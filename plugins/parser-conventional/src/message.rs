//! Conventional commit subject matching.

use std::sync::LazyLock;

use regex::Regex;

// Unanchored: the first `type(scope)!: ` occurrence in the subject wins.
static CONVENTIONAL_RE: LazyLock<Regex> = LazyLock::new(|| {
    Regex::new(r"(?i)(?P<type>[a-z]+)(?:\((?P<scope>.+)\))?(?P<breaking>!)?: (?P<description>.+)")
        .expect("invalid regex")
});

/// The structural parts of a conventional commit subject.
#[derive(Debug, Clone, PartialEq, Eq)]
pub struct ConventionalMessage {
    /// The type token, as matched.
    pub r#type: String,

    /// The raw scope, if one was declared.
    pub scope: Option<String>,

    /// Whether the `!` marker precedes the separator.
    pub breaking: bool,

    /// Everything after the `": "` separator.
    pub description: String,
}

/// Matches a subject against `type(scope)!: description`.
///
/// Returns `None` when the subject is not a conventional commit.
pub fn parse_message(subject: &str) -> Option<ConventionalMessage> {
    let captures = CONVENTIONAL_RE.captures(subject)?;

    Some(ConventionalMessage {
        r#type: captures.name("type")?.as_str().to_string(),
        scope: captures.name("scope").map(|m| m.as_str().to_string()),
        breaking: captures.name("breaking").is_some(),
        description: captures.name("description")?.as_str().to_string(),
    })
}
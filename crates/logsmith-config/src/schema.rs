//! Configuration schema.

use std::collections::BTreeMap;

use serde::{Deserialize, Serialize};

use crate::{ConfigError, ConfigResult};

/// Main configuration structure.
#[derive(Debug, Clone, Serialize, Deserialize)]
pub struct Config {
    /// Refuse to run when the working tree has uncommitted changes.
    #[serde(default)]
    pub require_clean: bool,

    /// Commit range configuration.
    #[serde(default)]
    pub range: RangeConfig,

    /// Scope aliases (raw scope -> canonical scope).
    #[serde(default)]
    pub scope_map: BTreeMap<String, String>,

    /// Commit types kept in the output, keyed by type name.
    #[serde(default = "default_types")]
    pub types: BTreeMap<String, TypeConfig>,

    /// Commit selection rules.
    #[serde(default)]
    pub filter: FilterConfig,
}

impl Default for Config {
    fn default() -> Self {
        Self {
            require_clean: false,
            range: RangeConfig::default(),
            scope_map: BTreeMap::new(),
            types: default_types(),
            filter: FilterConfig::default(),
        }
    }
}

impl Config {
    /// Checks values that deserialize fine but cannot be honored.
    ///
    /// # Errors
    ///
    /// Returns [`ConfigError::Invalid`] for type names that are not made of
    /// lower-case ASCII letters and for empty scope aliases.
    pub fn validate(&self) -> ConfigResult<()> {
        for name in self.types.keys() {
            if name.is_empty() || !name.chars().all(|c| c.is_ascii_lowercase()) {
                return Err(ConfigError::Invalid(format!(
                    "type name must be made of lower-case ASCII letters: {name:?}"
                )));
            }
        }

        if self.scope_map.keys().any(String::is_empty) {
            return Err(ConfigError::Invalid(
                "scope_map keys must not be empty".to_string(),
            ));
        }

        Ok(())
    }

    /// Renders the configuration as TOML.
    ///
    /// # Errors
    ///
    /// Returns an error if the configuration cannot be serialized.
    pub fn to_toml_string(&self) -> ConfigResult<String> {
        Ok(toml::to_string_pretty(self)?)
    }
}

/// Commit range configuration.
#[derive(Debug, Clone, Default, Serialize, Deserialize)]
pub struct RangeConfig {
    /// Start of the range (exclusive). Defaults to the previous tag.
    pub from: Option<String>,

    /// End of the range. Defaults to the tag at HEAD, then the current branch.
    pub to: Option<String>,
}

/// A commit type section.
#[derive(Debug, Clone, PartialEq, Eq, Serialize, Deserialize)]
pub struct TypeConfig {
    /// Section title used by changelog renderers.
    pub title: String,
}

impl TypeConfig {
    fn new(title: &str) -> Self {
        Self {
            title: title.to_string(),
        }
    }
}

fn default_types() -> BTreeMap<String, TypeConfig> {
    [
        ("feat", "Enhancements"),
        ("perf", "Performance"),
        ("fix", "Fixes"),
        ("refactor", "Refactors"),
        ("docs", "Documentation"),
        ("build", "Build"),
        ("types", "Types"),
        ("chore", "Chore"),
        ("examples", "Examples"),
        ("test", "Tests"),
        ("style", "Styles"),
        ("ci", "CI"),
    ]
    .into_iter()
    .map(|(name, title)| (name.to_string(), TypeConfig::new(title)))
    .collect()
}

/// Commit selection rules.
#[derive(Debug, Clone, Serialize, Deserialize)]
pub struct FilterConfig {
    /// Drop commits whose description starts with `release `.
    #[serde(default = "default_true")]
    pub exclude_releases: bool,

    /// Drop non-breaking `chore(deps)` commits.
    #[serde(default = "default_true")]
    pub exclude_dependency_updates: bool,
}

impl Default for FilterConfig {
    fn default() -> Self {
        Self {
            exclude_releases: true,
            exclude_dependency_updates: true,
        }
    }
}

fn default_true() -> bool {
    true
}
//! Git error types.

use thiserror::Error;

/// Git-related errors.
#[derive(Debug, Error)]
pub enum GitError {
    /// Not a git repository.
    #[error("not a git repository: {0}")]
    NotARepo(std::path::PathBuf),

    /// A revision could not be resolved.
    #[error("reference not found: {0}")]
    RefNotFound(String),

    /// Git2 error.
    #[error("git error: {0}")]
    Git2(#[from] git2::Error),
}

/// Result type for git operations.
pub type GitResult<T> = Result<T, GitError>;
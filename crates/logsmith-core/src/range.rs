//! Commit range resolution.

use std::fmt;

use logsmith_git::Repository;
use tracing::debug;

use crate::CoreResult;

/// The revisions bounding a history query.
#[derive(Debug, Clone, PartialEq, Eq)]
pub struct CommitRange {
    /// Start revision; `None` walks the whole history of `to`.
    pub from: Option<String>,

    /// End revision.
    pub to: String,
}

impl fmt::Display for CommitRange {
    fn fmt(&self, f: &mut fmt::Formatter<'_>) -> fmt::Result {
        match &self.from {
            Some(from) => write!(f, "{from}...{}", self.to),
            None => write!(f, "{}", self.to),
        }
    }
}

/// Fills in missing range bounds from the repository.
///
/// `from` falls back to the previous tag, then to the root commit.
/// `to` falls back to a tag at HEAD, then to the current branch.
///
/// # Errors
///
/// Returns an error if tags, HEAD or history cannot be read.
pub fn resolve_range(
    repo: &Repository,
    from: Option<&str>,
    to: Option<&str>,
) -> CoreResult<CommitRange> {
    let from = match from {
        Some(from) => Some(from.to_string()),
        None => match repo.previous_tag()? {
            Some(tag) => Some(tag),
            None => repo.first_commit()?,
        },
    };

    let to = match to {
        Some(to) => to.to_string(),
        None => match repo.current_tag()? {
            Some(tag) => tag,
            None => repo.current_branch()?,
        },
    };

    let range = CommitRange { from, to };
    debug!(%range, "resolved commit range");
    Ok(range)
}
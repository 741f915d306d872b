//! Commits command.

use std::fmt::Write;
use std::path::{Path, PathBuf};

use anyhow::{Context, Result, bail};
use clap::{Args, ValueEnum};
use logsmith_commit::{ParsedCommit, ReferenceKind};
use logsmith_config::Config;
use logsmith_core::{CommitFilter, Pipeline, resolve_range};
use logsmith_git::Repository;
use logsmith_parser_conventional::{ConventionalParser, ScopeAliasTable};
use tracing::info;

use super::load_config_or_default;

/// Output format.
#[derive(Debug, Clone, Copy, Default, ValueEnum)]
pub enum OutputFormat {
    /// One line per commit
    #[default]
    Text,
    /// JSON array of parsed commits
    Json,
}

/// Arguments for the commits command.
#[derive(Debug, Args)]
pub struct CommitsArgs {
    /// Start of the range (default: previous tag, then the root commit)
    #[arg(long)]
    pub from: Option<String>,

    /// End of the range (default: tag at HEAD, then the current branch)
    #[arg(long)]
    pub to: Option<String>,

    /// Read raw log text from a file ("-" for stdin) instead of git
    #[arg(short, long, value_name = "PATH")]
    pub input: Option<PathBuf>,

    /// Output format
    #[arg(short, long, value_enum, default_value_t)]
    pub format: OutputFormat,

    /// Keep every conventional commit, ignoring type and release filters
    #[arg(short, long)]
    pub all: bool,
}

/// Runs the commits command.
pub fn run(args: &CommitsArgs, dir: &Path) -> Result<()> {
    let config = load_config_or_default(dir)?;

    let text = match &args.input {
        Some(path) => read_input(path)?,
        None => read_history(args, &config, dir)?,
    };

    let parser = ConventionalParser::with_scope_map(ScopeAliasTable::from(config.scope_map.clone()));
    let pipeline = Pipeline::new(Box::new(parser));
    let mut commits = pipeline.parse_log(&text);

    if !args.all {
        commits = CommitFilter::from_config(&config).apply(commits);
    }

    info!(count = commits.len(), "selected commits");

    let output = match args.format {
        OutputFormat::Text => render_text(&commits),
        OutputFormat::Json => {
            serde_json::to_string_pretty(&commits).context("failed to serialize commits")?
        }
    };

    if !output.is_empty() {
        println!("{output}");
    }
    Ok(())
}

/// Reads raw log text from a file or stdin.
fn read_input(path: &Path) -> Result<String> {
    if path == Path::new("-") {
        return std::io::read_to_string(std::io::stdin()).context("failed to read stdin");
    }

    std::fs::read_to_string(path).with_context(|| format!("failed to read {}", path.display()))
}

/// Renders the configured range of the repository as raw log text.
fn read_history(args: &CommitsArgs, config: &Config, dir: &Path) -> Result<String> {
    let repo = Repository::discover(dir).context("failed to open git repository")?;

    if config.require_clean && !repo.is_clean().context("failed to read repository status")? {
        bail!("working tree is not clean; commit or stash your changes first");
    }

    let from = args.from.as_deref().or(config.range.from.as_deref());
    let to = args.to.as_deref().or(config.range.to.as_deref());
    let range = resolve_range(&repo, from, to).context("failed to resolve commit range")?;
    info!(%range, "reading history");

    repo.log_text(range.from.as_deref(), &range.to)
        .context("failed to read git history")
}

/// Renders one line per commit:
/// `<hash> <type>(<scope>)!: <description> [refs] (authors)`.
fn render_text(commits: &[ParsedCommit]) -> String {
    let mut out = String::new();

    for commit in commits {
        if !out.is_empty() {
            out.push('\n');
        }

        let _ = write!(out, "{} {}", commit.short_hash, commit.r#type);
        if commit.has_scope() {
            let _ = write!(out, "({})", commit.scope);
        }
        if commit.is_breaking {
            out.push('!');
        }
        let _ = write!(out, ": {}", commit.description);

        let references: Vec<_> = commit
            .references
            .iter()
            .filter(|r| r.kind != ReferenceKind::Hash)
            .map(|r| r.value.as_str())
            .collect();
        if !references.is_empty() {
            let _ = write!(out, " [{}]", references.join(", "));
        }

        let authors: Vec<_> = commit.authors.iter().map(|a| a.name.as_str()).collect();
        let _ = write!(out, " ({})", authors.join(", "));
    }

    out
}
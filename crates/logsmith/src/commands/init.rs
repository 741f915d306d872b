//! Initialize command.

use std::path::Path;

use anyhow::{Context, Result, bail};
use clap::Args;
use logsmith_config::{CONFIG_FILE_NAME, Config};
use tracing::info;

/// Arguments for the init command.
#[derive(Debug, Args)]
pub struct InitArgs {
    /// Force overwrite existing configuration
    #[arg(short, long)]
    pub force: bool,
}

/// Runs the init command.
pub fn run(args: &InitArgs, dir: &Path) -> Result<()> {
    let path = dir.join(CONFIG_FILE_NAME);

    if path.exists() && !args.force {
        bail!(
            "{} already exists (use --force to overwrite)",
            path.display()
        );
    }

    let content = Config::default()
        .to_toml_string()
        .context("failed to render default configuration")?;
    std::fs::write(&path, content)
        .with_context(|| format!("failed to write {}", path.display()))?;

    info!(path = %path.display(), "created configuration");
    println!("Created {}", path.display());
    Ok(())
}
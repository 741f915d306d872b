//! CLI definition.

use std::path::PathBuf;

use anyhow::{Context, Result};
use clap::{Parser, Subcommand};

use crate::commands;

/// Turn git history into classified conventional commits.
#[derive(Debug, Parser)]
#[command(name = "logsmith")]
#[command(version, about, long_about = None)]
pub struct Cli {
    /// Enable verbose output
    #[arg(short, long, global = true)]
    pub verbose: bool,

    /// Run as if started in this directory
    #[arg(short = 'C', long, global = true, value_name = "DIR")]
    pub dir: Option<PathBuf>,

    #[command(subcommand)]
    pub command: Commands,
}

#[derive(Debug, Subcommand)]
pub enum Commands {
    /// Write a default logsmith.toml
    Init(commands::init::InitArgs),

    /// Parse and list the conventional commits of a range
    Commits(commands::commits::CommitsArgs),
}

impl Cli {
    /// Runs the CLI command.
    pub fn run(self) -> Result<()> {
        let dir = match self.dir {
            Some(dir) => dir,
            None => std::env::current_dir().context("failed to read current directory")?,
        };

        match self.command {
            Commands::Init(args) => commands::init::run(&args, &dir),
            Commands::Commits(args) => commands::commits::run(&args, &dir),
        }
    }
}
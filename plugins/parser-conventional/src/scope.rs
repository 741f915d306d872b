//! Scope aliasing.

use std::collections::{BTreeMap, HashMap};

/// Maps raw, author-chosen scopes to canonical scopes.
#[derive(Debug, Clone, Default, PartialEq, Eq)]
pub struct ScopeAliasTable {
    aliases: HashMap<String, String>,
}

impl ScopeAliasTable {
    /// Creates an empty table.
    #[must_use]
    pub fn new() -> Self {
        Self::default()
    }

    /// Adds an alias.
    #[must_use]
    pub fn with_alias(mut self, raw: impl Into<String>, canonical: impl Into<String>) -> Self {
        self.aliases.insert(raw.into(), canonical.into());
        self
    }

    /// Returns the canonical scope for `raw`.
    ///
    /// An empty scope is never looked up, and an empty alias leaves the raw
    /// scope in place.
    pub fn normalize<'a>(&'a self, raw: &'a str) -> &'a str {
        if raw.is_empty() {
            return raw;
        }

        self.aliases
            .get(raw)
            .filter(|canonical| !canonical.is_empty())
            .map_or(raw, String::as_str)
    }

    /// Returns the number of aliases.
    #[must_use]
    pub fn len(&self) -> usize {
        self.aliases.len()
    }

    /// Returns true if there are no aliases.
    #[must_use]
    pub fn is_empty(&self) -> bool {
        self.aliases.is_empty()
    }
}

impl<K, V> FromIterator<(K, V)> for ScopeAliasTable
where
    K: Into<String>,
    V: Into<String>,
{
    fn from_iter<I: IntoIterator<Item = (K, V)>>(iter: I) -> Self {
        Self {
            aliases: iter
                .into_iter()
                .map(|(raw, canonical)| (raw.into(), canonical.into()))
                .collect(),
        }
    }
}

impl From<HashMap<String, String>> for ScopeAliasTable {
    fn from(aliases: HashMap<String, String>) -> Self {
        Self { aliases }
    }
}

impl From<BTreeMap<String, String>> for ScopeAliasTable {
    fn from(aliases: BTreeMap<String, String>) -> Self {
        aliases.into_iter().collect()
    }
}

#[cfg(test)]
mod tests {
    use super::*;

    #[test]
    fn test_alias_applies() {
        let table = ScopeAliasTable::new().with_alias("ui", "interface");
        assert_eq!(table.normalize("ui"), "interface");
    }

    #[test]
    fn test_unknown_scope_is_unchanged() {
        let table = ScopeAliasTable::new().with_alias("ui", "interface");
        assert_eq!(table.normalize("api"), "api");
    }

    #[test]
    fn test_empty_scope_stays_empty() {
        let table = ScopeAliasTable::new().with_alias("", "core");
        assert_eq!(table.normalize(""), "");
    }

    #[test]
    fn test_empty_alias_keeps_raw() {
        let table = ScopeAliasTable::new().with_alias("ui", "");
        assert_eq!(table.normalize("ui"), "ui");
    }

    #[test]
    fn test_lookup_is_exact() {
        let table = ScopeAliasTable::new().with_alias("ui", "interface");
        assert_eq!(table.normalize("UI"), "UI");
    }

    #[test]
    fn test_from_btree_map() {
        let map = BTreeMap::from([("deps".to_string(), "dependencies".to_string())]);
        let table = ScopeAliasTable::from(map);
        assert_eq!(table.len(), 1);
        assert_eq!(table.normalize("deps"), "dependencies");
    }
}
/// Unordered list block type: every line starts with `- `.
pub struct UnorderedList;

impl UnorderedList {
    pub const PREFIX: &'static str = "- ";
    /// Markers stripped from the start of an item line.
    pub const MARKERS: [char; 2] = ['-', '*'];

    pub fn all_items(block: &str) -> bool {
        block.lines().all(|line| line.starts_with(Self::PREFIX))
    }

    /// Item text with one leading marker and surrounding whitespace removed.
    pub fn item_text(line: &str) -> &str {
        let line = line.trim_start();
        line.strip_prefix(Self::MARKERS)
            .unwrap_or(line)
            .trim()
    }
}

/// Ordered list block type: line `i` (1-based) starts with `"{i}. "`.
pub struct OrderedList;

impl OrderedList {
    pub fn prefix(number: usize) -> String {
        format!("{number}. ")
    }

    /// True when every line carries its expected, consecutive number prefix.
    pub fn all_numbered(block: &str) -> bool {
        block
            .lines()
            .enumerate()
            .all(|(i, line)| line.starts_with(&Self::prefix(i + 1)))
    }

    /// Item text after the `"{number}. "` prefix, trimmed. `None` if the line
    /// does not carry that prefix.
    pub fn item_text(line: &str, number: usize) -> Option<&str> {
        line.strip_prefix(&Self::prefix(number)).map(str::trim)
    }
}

****

## Work to be completed
Search the records above for the string "FilterConfig". Copy every line that contains it.

## Reply to the task
    pub filter: FilterConfig,
            filter: FilterConfig::default(),
pub struct FilterConfig {
impl Default for FilterConfig {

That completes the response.